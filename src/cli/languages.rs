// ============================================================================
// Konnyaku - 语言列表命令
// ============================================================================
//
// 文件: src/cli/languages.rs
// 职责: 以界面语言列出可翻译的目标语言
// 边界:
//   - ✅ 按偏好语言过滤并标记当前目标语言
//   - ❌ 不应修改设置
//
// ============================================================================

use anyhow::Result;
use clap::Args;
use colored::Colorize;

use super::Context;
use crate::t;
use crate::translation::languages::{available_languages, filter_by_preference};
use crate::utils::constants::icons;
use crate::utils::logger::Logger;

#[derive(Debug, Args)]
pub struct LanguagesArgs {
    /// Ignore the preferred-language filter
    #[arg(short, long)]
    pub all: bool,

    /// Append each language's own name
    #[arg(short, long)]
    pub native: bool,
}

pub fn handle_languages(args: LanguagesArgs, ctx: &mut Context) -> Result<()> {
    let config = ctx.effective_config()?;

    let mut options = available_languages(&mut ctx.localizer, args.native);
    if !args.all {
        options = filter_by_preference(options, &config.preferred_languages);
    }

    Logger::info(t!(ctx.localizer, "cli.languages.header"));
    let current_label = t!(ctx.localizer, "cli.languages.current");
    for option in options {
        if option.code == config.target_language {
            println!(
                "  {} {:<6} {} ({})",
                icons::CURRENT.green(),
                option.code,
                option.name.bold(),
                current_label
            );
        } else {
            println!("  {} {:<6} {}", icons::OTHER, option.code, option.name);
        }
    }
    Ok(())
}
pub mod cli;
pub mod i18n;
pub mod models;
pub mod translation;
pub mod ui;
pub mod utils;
* * * *
Your objective ▸ Copy out, from the material above, each line where the word "options" is present.

Written solution ▸
    let mut options = available_languages(&mut ctx.localizer, args.native);
        options = filter_by_preference(options, &config.preferred_languages);
    for option in options {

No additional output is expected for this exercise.